Dear professor Lewin sir, your are a great concept clearer.
sir, when will 8.04 and 8.05 be uploaded...waiting..
I really started loving physics
If you have finished 8.01, 8.02 and 8.03 then go to MIT OCW and watch 8.04 and after that 8.05. 8.05 is lectured by Barton Zwieback. He is a very good lecturer, I have attended several of his lectures at MIT.
@ 26:18 For others confused like me,
Even though the points are at different distances from Q --> r1 & r2 ... the torques are equal in magnitude since r1sin(theta1) = r2sin(theta2) ... the component of distance perpendicular to direction of force
Thank you
Hello Prof Lewin, may I ask how did you calculate the loss of gravitational potential energy at 34:09?
I used the definition of PE which is zero at infinity and negative at radius r>R. PE = -mMG/r.
In this case, if m is the mass of the star, then what does M and r refer to?
Also, may I know does the PE here have any thing to do with the gravitational binding energy?
Watch th-cam.com/video/9gUdDM6LZGo/w-d-xo.html
Binding energy BE and PE are related. use google.
Watch th-cam.com/video/9gUdDM6LZGo/w-d-xo.html
I have a question: how come that the derivative of r_c(which is indeed r_q) with respect to time is equal to v ? (9:50)
derivating a position vector (r) with respect to time gives a velocity :)
At 22:21 why is it (m)(r^2) and not (1/2)(m)(r^2) for each mass on the hands ?
The masses are being treated as point masses, rather than a uniform cylinder about the axis of rotation. Even if you did treat the masses in his hands as solid uniform cylinders, the parallel axis theorem would render their own size insignificant, such that they might as well be treated as point masses.

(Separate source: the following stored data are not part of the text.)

impl<B: Backend, O: Optimizer<B>> OneVsRestClassifier<B, O> {
    pub fn new(optimizer: O) -> Self {
        Self {
            optimizer,
            units: Vec::new(),
            parallelism: Parallelism::Sequential,
        }
    }

    pub fn with_parallelism(mut self, parallelism: Parallelism) -> Self {
        self.parallelism = parallelism;
        self
    }

    /// Builds a ready classifier from already-trained parameters, one per class.
    ///
    /// # Errors
    /// [`ModelError::EmptyData`] for an empty list, [`ModelError::ShapeMismatch`]
    /// if the weight vectors differ in length.
    pub fn from_params(optimizer: O, params: Vec<LogisticParams<B>>) -> Result<Self> {
        let n_features = params
            .first()
            .map(LogisticParams::n_features)
            .ok_or_else(|| ModelError::EmptyData("no class parameters".to_string()))?;
        if let Some((c, p)) = params
            .iter()
            .enumerate()
            .find(|(_, p)| p.n_features() != n_features)
        {
            return Err(ModelError::shape(
                format!("{n_features} weights"),
                format!("{} weights for class {c}", p.n_features()),
            ));
        }
        let units = params
            .into_iter()
            .map(|p| BinaryLogisticUnit::with_params(optimizer.clone(), p))
            .collect();
        Ok(Self {
            optimizer,
            units,
            parallelism: Parallelism::Sequential,
        })
    }

    /// Creates a classifier and loads its units from a model file.
    pub fn from_file(optimizer: O, path: impl AsRef<Path>) -> Result<Self> {
        let mut ovr = Self::new(optimizer);
        ovr.load(path)?;
        Ok(ovr)
    }

    /// Trains one unit per column of `y` (m × C) on `x` (m × n).
    ///
    /// All previously held units are replaced. If any class fails to train, the
    /// previous units are kept and the first error (in class order) is returned.
    pub fn fit(&mut self, x: &Tensor2D<B>, y: &Tensor2D<B>) -> Result<()> {
        let (m, n) = x.shape();
        let (y_rows, classes) = y.shape();
        if y_rows != m {
            return Err(ModelError::shape(
                format!("{m} label rows"),
                format!("{y_rows} label rows"),
            ));
        }
        if classes == 0 {
            return Err(ModelError::EmptyData("label matrix has no columns".to_string()));
        }

        info!(
            classes,
            samples = m,
            features = n,
            parallel = self.parallelism.is_parallel(),
            "one-vs-rest training started"
        );
        let optimizer = &self.optimizer;
        let trained = self
            .parallelism
            .maybe_par_map(0..classes, |class| -> Result<BinaryLogisticUnit<B, O>> {
                let mut unit = BinaryLogisticUnit::new(optimizer.clone());
                unit.fit(x, &y.column(class))?;
                info!(class, "class unit trained");
                Ok(unit)
            });
        self.units = trained.into_iter().collect::<Result<Vec<_>>>()?;
        info!(classes, "one-vs-rest training finished");
        Ok(())
    }

    /// Index of the most probable class for `x`; ties go to the lowest index.
    pub fn predict_class(&self, x: &Tensor1D<B>) -> Result<usize> {
        Ok(argmax(&self.predict(x)?))
    }

    /// Fraction of rows of `x` whose predicted class equals the arg-max of the
    /// corresponding row of `y`.
    pub fn accuracy(&self, x: &Tensor2D<B>, y: &Tensor2D<B>) -> Result<f64> {
        let pairs = self.predicted_and_true(x, y)?;
        Ok(ratio(&pairs))
    }

    /// Same as [`accuracy`](Self::accuracy), additionally emitting one `debug`
    /// event per row with the predicted class name.
    pub fn accuracy_with_labels<S: AsRef<str>>(
        &self,
        x: &Tensor2D<B>,
        y: &Tensor2D<B>,
        class_names: &[S],
    ) -> Result<f64> {
        let pairs = self.predicted_and_true(x, y)?;
        for (row, (predicted, _)) in pairs.iter().enumerate() {
            match class_names.get(*predicted) {
                Some(name) => debug!(row, predicted = name.as_ref(), "prediction"),
                None => debug!(row, predicted, "prediction"),
            }
        }
        Ok(ratio(&pairs))
    }

    /// Writes the ordered `{weights, bias}` records to `path`.
    pub fn save(&self, path: impl AsRef<Path>) -> Result<()> {
        self.ensure_fitted()?;
        let path = path.as_ref();
        let records: Vec<SerializableLogisticParams> = self
            .units
            .iter()
            .filter_map(BinaryLogisticUnit::params)
            .map(SerializableLogisticParams::from)
            .collect();
        write_params(path, &records)?;
        info!(path = %path.display(), classes = records.len(), "model saved");
        Ok(())
    }

    /// Replaces all units with the records stored at `path`.
    ///
    /// On any error the classifier is left exactly as it was.
    pub fn load(&mut self, path: impl AsRef<Path>) -> Result<()> {
        let path = path.as_ref();
        let records: Vec<SerializableLogisticParams> = read_params(path)?;
        validate_records(&records).map_err(|reason| ModelError::PersistenceCorrupt {
            path: path.to_path_buf(),
            reason,
        })?;

        self.units = records
            .into_iter()
            .map(|r| BinaryLogisticUnit::with_params(self.optimizer.clone(), r.into()))
            .collect();
        info!(
            path = %path.display(),
            classes = self.units.len(),
            features = ?self.n_features(),
            "model loaded"
        );
        Ok(())
    }

    pub fn units(&self) -> &[BinaryLogisticUnit<B, O>] {
        &self.units
    }

    pub fn n_classes(&self) -> usize {
        self.units.len()
    }

    pub fn n_features(&self) -> Option<usize> {
        self.units.first().and_then(BinaryLogisticUnit::n_features)
    }

    pub fn is_fitted(&self) -> bool {
        !self.units.is_empty()
    }

    pub fn optimizer(&self) -> &O {
        &self.optimizer
    }

    pub fn parallelism(&self) -> Parallelism {
        self.parallelism
    }

    fn ensure_fitted(&self) -> Result<()> {
        if self.units.is_empty() {
            return Err(ModelError::UninitializedModel);
        }
        Ok(())
    }

    fn predicted_and_true(&self, x: &Tensor2D<B>, y: &Tensor2D<B>) -> Result<Vec<(usize, usize)>> {
        self.ensure_fitted()?;
        let (m, _) = x.shape();
        let (y_rows, y_cols) = y.shape();
        if m == 0 {
            return Err(ModelError::EmptyData("no samples to evaluate".to_string()));
        }
        if y_rows != m {
            return Err(ModelError::shape(
                format!("{m} label rows"),
                format!("{y_rows} label rows"),
            ));
        }
        if y_cols != self.n_classes() {
            return Err(ModelError::shape(
                format!("{} label columns", self.n_classes()),
                format!("{y_cols} label columns"),
            ));
        }

        let probabilities = self.predict_batch(x)?;
        Ok(probabilities
            .iter()
            .enumerate()
            .map(|(i, p)| (argmax(p), argmax(&y.row(i).to_vec())))
            .collect())
    }
}
//! # dslr
//!
//! Multi-class classification with One-vs-Rest logistic regression, trained by
//! batch or stochastic gradient descent over pluggable tensor backends.
//!
//! ## Core Design Principles
//!
//! - **Backend Agnosticism**: models and optimizers are generic over the
//!   [`Backend`] trait; a pure-Rust CPU backend is always available and an
//!   `ndarray` one sits behind the `ndarray` feature.
//! - **Training/Inference Separation**: optimizers own the training algorithm
//!   and return plain parameters; models hold parameters and predict.
//! - **Explicit errors**: every fallible operation returns [`ModelError`] or a
//!   module-specific error; nothing panics on bad input data.
//!
//! ## Quick Start
//!
//! ```rust
//! use dslr::backend::{CpuBackend, Tensor1D, Tensor2D};
//! use dslr::model::{InferenceModel, OneVsRestClassifier};
//! use dslr::optimizer::{GradientDescent, OptimizerKind};
//!
//! let x = Tensor2D::<CpuBackend>::from_rows(&[
//!     vec![0.9, 0.1],
//!     vec![0.8, 0.2],
//!     vec![0.1, 0.9],
//!     vec![0.2, 0.8],
//! ]).unwrap();
//! let y = Tensor2D::<CpuBackend>::from_rows(&[
//!     vec![1.0, 0.0],
//!     vec![1.0, 0.0],
//!     vec![0.0, 1.0],
//!     vec![0.0, 1.0],
//! ]).unwrap();
//!
//! let optimizer = GradientDescent::from_kind(OptimizerKind::Batch, Some(0.5), Some(2_000));
//! let mut model = OneVsRestClassifier::new(optimizer);
//! model.fit(&x, &y).unwrap();
//!
//! assert_eq!(model.predict_class(&Tensor1D::new(vec![0.85, 0.15])).unwrap(), 0);
//! assert_eq!(model.accuracy(&x, &y).unwrap(), 1.0);
//! ```
//!
//! ## Module Structure
//!
//! - `backend`: tensor abstractions and computation primitives (`Tensor1D`, `Tensor2D`)
//! - `activation`: the numerically stable logistic sigmoid
//! - `model`: the binary logistic unit and the One-vs-Rest classifier
//! - `optimizer`: batch and stochastic gradient descent
//! - `serialization`: model file reading and writing
//! - `parallel`: optional rayon parallelism for per-class training
//! - `dataset`: CSV ingestion
//! - `preprocessing`: imputation, scaling and label encoding
//! - `logging`: tracing subscriber setup for the binaries

pub mod backend;

/// Logistic sigmoid.
pub mod activation;

/// Error type shared by models, optimizers and persistence.
pub mod error;

/// Logistic models with explicit fitted/unfitted state.
pub mod model;

/// Gradient descent strategies.
pub mod optimizer;

/// Model persistence.
pub mod serialization;

pub mod parallel;

/// CSV dataset loading.
pub mod dataset;

/// Data preprocessing transformers.
pub mod preprocessing;

pub mod logging;

pub use backend::{Backend, CpuBackend, ScalarOps, Tensor1D, Tensor2D};
pub use error::{ModelError, Result};
use crate::backend::{Backend, Tensor2D};
use crate::preprocessing::error::PreprocessingError;

/// One-hot encoder over a fixed, ordered list of class names.
///
/// Column `c` of the encoded matrix is 1.0 where the label equals `classes[c]`
/// and 0.0 elsewhere, so the class order here is the order of the classifier's
/// outputs.
///
/// # Example
/// ```
/// use dslr::backend::CpuBackend;
/// use dslr::preprocessing::LabelBinarizer;
///
/// let binarizer = LabelBinarizer::new(["cat", "dog"]);
/// let y = binarizer.transform::<CpuBackend, _>(&["dog", "cat", "dog"]).unwrap();
/// assert_eq!(y.row(0).to_vec(), vec![0.0, 1.0]);
/// assert_eq!(binarizer.class_name(1), Some("dog"));
/// ```
#[derive(Clone, Debug, PartialEq, Eq)]
pub struct LabelBinarizer {
    classes: Vec<String>,
}

impl LabelBinarizer {
    pub fn new<I, S>(classes: I) -> Self
    where
        I: IntoIterator<Item = S>,
        S: Into<String>,
    {
        Self {
            classes: classes.into_iter().map(Into::into).collect(),
        }
    }

    pub fn classes(&self) -> &[String] {
        &self.classes
    }

    pub fn n_classes(&self) -> usize {
        self.classes.len()
    }

    pub fn index_of(&self, label: &str) -> Option<usize> {
        self.classes.iter().position(|c| c == label)
    }

    pub fn class_name(&self, index: usize) -> Option<&str> {
        self.classes.get(index).map(String::as_str)
    }

    /// Encodes `labels` as an `labels.len() × n_classes` one-hot matrix.
    ///
    /// # Errors
    /// - [`PreprocessingError::EmptyData`] if there are no classes
    /// - [`PreprocessingError::UnknownClass`] for a label not in the class list
    pub fn transform<B: Backend, S: AsRef<str>>(
        &self,
        labels: &[S],
    ) -> Result<Tensor2D<B>, PreprocessingError> {
        let k = self.n_classes();
        if k == 0 {
            return Err(PreprocessingError::EmptyData(
                "label binarizer has no classes".to_string(),
            ));
        }
        let mut data = vec![0.0; labels.len() * k];
        for (i, label) in labels.iter().enumerate() {
            let label = label.as_ref();
            let c = self
                .index_of(label)
                .ok_or_else(|| PreprocessingError::UnknownClass {
                    class: label.to_string(),
                })?;
            data[i * k + c] = 1.0;
        }
        Ok(Tensor2D::new(data, labels.len(), k))
    }
}
//! Max-Abs Scaler.
//!
//! Scales each feature by its maximum absolute value, so the largest magnitude
//! in every column of the fitted data becomes 1.0. Data is not shifted.
//!
//! Missing values (`NaN`) are ignored when computing the maximum and stay `NaN`
//! after scaling.

use crate::backend::{Backend, Tensor1D, Tensor2D};
use crate::preprocessing::error::PreprocessingError;
use crate::preprocessing::traits::{
    check_features, check_non_empty, map_rows, FittedTransformer, Transformer,
};
use std::marker::PhantomData;
use tracing::debug;

/// MaxAbsScaler transformer (unfitted).
#[derive(Clone, Copy, Debug)]
pub struct MaxAbsScaler<B: Backend> {
    _backend: PhantomData<B>,
}

impl<B: Backend> MaxAbsScaler<B> {
    pub fn new() -> Self {
        Self {
            _backend: PhantomData,
        }
    }
}

impl<B: Backend> Default for MaxAbsScaler<B> {
    fn default() -> Self {
        Self::new()
    }
}

impl<B: Backend> Transformer<B> for MaxAbsScaler<B> {
    type Fitted = FittedMaxAbsScaler<B>;

    fn fit(&self, data: &Tensor2D<B>) -> Result<Self::Fitted, PreprocessingError> {
        check_non_empty(data, "MaxAbsScaler")?;

        let max_abs: Vec<f64> = (0..data.cols())
            .map(|j| {
                data.column(j)
                    .to_vec()
                    .into_iter()
                    .fold(0.0_f64, |acc, v| acc.max(v.abs()))
            })
            .collect();
        // A zero column is left unscaled.
        let scale: Vec<f64> = max_abs
            .iter()
            .map(|&m| if m == 0.0 { 1.0 } else { 1.0 / m })
            .collect();
        debug!(?max_abs, "max-abs scaler fitted");

        Ok(FittedMaxAbsScaler {
            max_abs: Tensor1D::new(max_abs),
            scale: Tensor1D::new(scale),
        })
    }
}

/// Fitted MaxAbsScaler ready for inference.
#[derive(Clone, Debug)]
pub struct FittedMaxAbsScaler<B: Backend> {
    max_abs: Tensor1D<B>,
    scale: Tensor1D<B>,
}

impl<B: Backend> FittedMaxAbsScaler<B> {
    /// Maximum absolute value of each feature in the fitted data.
    pub fn max_abs(&self) -> &Tensor1D<B> {
        &self.max_abs
    }

    /// Factor each feature is multiplied by.
    pub fn scale(&self) -> &Tensor1D<B> {
        &self.scale
    }
}

impl<B: Backend> FittedTransformer<B> for FittedMaxAbsScaler<B> {
    fn transform(&self, data: &Tensor2D<B>) -> Result<Tensor2D<B>, PreprocessingError> {
        check_features(data, self.n_features_in())?;
        Ok(map_rows(data, |row| {
            Tensor1D::<B>::new(row).mul(&self.scale).to_vec()
        }))
    }

    fn n_features_in(&self) -> usize {
        self.scale.len()
    }
}

#[cfg(test)]
mod tests {
    use super::*;
    use crate::backend::CpuBackend;

    fn data(rows: &[Vec<f64>]) -> Tensor2D<CpuBackend> {
        Tensor2D::from_rows(rows).unwrap()
    }

    #[test]
    fn test_fit_transform() {
        let x = data(&[vec![1.0, -8.0, 0.0], vec![-2.0, 4.0, 0.0], vec![0.5, 2.0, 0.0]]);
        let scaled = MaxAbsScaler::new().fit_transform(&x).unwrap();

        assert_eq!(scaled.row(0).to_vec(), vec![0.5, -1.0, 0.0]);
        assert_eq!(scaled.row(1).to_vec(), vec![-1.0, 0.5, 0.0]);
        assert_eq!(scaled.row(2).to_vec(), vec![0.25, 0.25, 0.0]);
    }

    #[test]
    fn test_zero_column_keeps_unit_scale() {
        let fitted = MaxAbsScaler::new().fit(&data(&[vec![0.0], vec![0.0]])).unwrap();
        assert_eq!(fitted.scale().to_vec(), vec![1.0]);
        assert_eq!(fitted.max_abs().to_vec(), vec![0.0]);
    }

    #[test]
    fn test_nan_ignored_and_preserved() {
        let x = data(&[vec![f64::NAN], vec![-5.0], vec![2.5]]);
        let fitted = MaxAbsScaler::new().fit(&x).unwrap();
        assert_eq!(fitted.max_abs().to_vec(), vec![5.0]);

        let scaled = fitted.transform(&x).unwrap();
        assert!(scaled.row(0).to_vec()[0].is_nan());
        assert_eq!(scaled.row(2).to_vec(), vec![0.5]);
    }

    #[test]
    fn test_transform_uses_fitted_statistics() {
        let fitted = MaxAbsScaler::new().fit(&data(&[vec![10.0]])).unwrap();
        let scaled = fitted.transform(&data(&[vec![20.0]])).unwrap();
        assert_eq!(scaled.row(0).to_vec(), vec![2.0]);
    }

    #[test]
    fn test_errors() {
        let empty = Tensor2D::<CpuBackend>::new(vec![], 0, 2);
        assert!(matches!(
            MaxAbsScaler::new().fit(&empty),
            Err(PreprocessingError::EmptyData(_))
        ));

        let fitted = MaxAbsScaler::new().fit(&data(&[vec![1.0, 2.0]])).unwrap();
        assert_eq!(
            fitted.transform(&data(&[vec![1.0]])).unwrap_err(),
            PreprocessingError::FeatureMismatch {
                expected_features: 2,
                got_features: 1
            }
        );
    }
}
//! Mean imputation.
//!
//! Each missing value is replaced by the mean of the present values in its
//! column. A column with no present values is filled with 0.0.

use crate::backend::{Backend, Tensor1D, Tensor2D};
use crate::preprocessing::error::PreprocessingError;
use crate::preprocessing::traits::{
    check_features, check_non_empty, map_rows, FittedTransformer, Transformer,
};
use std::marker::PhantomData;

/// Mean imputer (unfitted).
#[derive(Clone, Copy, Debug)]
pub struct MeanImputer<B: Backend> {
    _backend: PhantomData<B>,
}

impl<B: Backend> MeanImputer<B> {
    pub fn new() -> Self {
        Self {
            _backend: PhantomData,
        }
    }
}

impl<B: Backend> Default for MeanImputer<B> {
    fn default() -> Self {
        Self::new()
    }
}

fn nan_mean(values: &[f64]) -> f64 {
    let (sum, count) = values
        .iter()
        .filter(|v| !v.is_nan())
        .fold((0.0, 0usize), |(s, c), &v| (s + v, c + 1));
    if count == 0 {
        0.0
    } else {
        sum / count as f64
    }
}

impl<B: Backend> Transformer<B> for MeanImputer<B> {
    type Fitted = FittedMeanImputer<B>;

    fn fit(&self, data: &Tensor2D<B>) -> Result<Self::Fitted, PreprocessingError> {
        check_non_empty(data, "MeanImputer")?;
        let means = (0..data.cols())
            .map(|j| nan_mean(&data.column(j).to_vec()))
            .collect();
        Ok(FittedMeanImputer {
            statistics: Tensor1D::new(means),
        })
    }
}

/// Fitted mean imputer ready for inference.
#[derive(Clone, Debug)]
pub struct FittedMeanImputer<B: Backend> {
    statistics: Tensor1D<B>,
}

impl<B: Backend> FittedMeanImputer<B> {
    /// Fill value for each feature.
    pub fn statistics(&self) -> &Tensor1D<B> {
        &self.statistics
    }
}

impl<B: Backend> FittedTransformer<B> for FittedMeanImputer<B> {
    fn transform(&self, data: &Tensor2D<B>) -> Result<Tensor2D<B>, PreprocessingError> {
        check_features(data, self.n_features_in())?;
        let fill = self.statistics.to_vec();
        Ok(map_rows(data, |row| {
            row.into_iter()
                .zip(&fill)
                .map(|(v, &f)| if v.is_nan() { f } else { v })
                .collect()
        }))
    }

    fn n_features_in(&self) -> usize {
        self.statistics.len()
    }
}
use super::{step, validate_fit, Optimizer};
use crate::backend::{Backend, Scalar, Tensor1D, Tensor2D};
use crate::error::Result;
use crate::model::LogisticParams;
use tracing::{debug, info};

pub const DEFAULT_BATCH_LEARNING_RATE: f64 = 0.01;
pub const DEFAULT_BATCH_EPOCHS: usize = 50_000;

/// Full-batch gradient descent on the logistic cross-entropy loss.
///
/// Each epoch computes the gradient over all `m` samples:
/// ```text
/// p      = σ(X · w + b)
/// grad_w = (1/m) · Xᵗ · (p - y)
/// grad_b = (1/m) · Σ (p - y)
/// ```
/// and moves the parameters against it. Exactly `epochs` updates are made.
#[derive(Clone, Copy, Debug, PartialEq)]
pub struct BatchGradientDescent {
    learning_rate: f64,
    epochs: usize,
}

impl BatchGradientDescent {
    pub fn new(learning_rate: f64, epochs: usize) -> Self {
        Self {
            learning_rate,
            epochs,
        }
    }

    pub fn learning_rate(&self) -> f64 {
        self.learning_rate
    }

    pub fn epochs(&self) -> usize {
        self.epochs
    }
}

impl Default for BatchGradientDescent {
    fn default() -> Self {
        Self::new(DEFAULT_BATCH_LEARNING_RATE, DEFAULT_BATCH_EPOCHS)
    }
}

impl<B: Backend> Optimizer<B> for BatchGradientDescent {
    fn fit(&self, x: &Tensor2D<B>, y: &Tensor1D<B>) -> Result<LogisticParams<B>> {
        let (m, n) = validate_fit(x, y, self.learning_rate, self.epochs)?;
        info!(
            samples = m,
            features = n,
            epochs = self.epochs,
            learning_rate = self.learning_rate,
            "batch gradient descent started"
        );

        let inv_m = Scalar::<B>::new(1.0 / m as f64);
        let mut params = LogisticParams::zeros(n);
        for _ in 0..self.epochs {
            let residual = params.probabilities(x)?.sub(y);
            let grads = LogisticParams {
                weights: x.tdot(&residual).scale(&inv_m),
                bias: residual.sum() * inv_m,
            };
            params = step(&params, &grads, self.learning_rate);
        }

        info!(epochs = self.epochs, "batch gradient descent finished");
        debug!(
            weights = ?params.weights.to_vec(),
            bias = params.bias.to_f64(),
            "final parameters"
        );
        Ok(params)
    }

    fn learning_rate(&self) -> f64 {
        self.learning_rate
    }

    fn epochs(&self) -> usize {
        self.epochs
    }
}
//! Async countdown driver

use crate::{ProctorSession, SessionOutcome};
use std::sync::Arc;
use std::time::Duration;
use tokio::sync::Mutex;
use tokio::time::MissedTickBehavior;
use tracing::debug;

/// Tick `session` every `period` until it terminates, by expiry or any
/// other path. Returns the final outcome.
pub async fn drive_countdown(
    session: Arc<Mutex<ProctorSession>>,
    period: Duration,
) -> Option<SessionOutcome> {
    let guard = session.lock().await.termination_guard();
    let mut interval = tokio::time::interval(period);
    interval.set_missed_tick_behavior(MissedTickBehavior::Skip);

    while !guard.is_terminated() {
        interval.tick().await;
        if guard.is_terminated() {
            break;
        }
        if session.lock().await.on_tick() {
            debug!("Countdown driver fired expiry");
        }
    }

    session.lock().await.outcome().cloned()
}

Can I say at 26:29 'since there are no external forces acting angular momentum is conserved'? If so, can I replace external torque with external force at 27:35?
no
Lectures by Walter Lewin. They will make you ♥ Physics.
Isn't internal torque 0, because internal force 0 due to Newton's 3rd law?
I am sorry but I cannot add to the clarity of this lecture.
torque=dL/dt
zero torque => no change in L
Lectures by Walter Lewin. They will make you ♥ Physics.
How is newtons third law related to internal torque of the system?
ask google
now thats i call teaching it his best....best teacher i have seen in my life.
Bhanu Sharma Thank you Bhanu
really from dumb to pro .... credit goes to sir walter lewin ... n to ... thnxx for uploading whole course ...good work
Bhanu Sharma click on "playlist" you view wayyyyyyy more than my course lectures alone!
yup...i saw ur playlist ...but the problem is the all have japanese title...nd i don't know japanese language...all i know is ...."watashi wa bhanu te imashu"...:)
all have Japanese titles ????????????
For me all have English titles. Why are your Japanese?
This is absurd.
sir, does the spin angular momentum remains the same for any reference point but orbital angular momentum does not
Spin angular momentum of the Earth is an intrinsic property it's omega*I. Orbital angular momentum of the Earth is ONLY conserved relative to the Sun, NOT relative to any other point. If you choose a point somewhere on the orbit, when the Earth is at that point the orbital angular momentum relative to that point is ZERO.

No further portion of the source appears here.